(Stored items)
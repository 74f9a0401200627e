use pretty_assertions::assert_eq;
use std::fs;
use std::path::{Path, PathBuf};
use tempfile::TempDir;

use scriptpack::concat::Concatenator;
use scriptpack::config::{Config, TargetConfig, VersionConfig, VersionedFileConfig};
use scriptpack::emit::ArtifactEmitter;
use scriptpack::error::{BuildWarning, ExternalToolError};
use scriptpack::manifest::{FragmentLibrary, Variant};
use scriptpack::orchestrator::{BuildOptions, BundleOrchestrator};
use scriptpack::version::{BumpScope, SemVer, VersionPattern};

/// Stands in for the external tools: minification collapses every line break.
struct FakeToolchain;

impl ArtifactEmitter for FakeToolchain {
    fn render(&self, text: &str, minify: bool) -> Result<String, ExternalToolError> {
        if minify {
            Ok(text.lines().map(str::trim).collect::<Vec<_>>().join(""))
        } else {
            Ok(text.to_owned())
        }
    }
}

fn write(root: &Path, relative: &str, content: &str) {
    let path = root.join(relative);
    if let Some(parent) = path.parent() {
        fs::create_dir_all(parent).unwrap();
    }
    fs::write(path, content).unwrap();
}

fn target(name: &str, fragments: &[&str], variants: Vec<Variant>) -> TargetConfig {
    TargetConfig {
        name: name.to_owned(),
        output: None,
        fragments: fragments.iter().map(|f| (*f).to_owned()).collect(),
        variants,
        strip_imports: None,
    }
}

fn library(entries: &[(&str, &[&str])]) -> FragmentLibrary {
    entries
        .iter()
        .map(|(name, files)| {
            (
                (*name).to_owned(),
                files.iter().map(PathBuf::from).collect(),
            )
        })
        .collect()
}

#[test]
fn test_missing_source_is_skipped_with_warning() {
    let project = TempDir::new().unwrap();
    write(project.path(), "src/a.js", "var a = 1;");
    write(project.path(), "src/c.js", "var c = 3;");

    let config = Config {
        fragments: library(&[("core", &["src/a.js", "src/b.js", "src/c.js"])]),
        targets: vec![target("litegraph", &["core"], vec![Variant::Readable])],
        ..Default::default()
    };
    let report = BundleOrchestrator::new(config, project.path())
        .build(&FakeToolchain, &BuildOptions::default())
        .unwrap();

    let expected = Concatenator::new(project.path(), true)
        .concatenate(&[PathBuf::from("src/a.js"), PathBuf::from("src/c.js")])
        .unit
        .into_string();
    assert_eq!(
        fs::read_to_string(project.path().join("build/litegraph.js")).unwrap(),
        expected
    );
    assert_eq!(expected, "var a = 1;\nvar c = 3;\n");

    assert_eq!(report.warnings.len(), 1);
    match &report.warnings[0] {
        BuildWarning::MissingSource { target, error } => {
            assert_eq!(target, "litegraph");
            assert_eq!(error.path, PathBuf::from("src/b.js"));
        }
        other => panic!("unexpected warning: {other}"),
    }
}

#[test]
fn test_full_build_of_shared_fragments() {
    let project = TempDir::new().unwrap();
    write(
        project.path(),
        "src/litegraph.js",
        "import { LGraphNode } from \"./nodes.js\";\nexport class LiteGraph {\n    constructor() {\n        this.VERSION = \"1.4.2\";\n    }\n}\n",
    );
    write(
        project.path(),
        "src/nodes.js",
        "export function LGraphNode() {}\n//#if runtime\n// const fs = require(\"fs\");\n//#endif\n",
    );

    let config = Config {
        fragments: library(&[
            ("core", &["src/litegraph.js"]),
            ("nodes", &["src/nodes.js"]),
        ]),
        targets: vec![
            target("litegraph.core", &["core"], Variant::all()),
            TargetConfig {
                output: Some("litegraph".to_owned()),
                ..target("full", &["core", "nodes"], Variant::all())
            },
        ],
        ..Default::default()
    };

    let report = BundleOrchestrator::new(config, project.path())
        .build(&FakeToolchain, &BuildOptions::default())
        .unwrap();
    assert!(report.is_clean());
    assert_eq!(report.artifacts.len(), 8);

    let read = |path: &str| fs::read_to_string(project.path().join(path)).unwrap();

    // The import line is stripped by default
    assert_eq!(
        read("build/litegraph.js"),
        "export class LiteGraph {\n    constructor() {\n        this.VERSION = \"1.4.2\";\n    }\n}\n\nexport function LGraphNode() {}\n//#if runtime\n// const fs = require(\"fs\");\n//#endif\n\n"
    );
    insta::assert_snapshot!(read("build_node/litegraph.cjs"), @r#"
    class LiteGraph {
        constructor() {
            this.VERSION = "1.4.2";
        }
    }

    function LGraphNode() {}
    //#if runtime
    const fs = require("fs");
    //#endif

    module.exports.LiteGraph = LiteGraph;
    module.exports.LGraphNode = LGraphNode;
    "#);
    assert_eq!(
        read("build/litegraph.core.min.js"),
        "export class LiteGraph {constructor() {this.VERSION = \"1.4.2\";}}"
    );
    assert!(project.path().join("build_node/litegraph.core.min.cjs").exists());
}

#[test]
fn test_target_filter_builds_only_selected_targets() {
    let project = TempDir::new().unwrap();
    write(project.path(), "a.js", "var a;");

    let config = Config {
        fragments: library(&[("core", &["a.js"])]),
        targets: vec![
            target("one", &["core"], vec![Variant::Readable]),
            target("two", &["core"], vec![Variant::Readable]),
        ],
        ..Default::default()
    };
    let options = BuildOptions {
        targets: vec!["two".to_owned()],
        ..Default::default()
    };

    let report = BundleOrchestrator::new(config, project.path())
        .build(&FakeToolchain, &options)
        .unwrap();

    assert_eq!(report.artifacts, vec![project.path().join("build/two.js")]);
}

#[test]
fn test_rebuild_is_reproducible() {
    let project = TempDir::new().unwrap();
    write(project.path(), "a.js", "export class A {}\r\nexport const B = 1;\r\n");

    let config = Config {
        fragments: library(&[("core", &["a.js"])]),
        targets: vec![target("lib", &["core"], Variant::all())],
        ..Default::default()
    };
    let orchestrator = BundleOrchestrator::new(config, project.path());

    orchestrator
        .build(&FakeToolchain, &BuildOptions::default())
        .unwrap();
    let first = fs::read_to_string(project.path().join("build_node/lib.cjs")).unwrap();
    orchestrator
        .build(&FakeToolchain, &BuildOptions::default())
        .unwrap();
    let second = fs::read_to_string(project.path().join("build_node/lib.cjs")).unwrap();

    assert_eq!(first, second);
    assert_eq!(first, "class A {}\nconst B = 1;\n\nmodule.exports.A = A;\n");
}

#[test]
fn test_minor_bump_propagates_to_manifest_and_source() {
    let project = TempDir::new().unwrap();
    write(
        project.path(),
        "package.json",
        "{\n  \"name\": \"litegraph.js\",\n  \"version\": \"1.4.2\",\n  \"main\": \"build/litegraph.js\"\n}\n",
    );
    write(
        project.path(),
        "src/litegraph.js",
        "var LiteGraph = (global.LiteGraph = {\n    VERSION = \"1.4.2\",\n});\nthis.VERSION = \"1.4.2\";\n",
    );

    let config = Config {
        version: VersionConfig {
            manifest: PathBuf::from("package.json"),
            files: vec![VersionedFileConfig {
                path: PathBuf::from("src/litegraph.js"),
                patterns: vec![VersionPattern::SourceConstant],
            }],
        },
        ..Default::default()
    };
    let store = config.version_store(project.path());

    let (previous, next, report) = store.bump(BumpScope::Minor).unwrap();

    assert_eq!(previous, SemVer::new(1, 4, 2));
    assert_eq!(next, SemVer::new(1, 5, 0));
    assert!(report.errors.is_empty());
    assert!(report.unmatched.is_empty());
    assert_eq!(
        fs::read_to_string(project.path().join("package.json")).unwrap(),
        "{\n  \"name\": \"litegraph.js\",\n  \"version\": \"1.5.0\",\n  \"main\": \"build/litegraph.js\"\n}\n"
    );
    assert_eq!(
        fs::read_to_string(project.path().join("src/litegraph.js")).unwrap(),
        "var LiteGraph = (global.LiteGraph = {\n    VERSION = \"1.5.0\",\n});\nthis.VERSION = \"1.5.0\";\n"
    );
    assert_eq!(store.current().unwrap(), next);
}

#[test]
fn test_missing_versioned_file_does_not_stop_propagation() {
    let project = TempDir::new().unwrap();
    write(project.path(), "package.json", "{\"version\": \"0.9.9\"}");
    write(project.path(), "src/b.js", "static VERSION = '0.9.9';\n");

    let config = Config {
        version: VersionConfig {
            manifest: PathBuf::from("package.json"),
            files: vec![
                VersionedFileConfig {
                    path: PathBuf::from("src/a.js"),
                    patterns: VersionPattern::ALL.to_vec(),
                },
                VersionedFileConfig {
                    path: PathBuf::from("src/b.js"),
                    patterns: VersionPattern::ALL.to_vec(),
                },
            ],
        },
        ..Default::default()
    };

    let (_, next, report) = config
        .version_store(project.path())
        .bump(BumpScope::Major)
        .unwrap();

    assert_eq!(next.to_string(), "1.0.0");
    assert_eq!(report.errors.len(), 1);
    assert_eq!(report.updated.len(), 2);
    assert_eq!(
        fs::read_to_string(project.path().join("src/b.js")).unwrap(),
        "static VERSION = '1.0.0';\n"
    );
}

Exercise objective: Look through the data above and return each line where the string "ExternalToolError" occurs.

Finished task:
use scriptpack::error::{BuildWarning, ExternalToolError};
    fn render(&self, text: &str, minify: bool) -> Result<String, ExternalToolError> {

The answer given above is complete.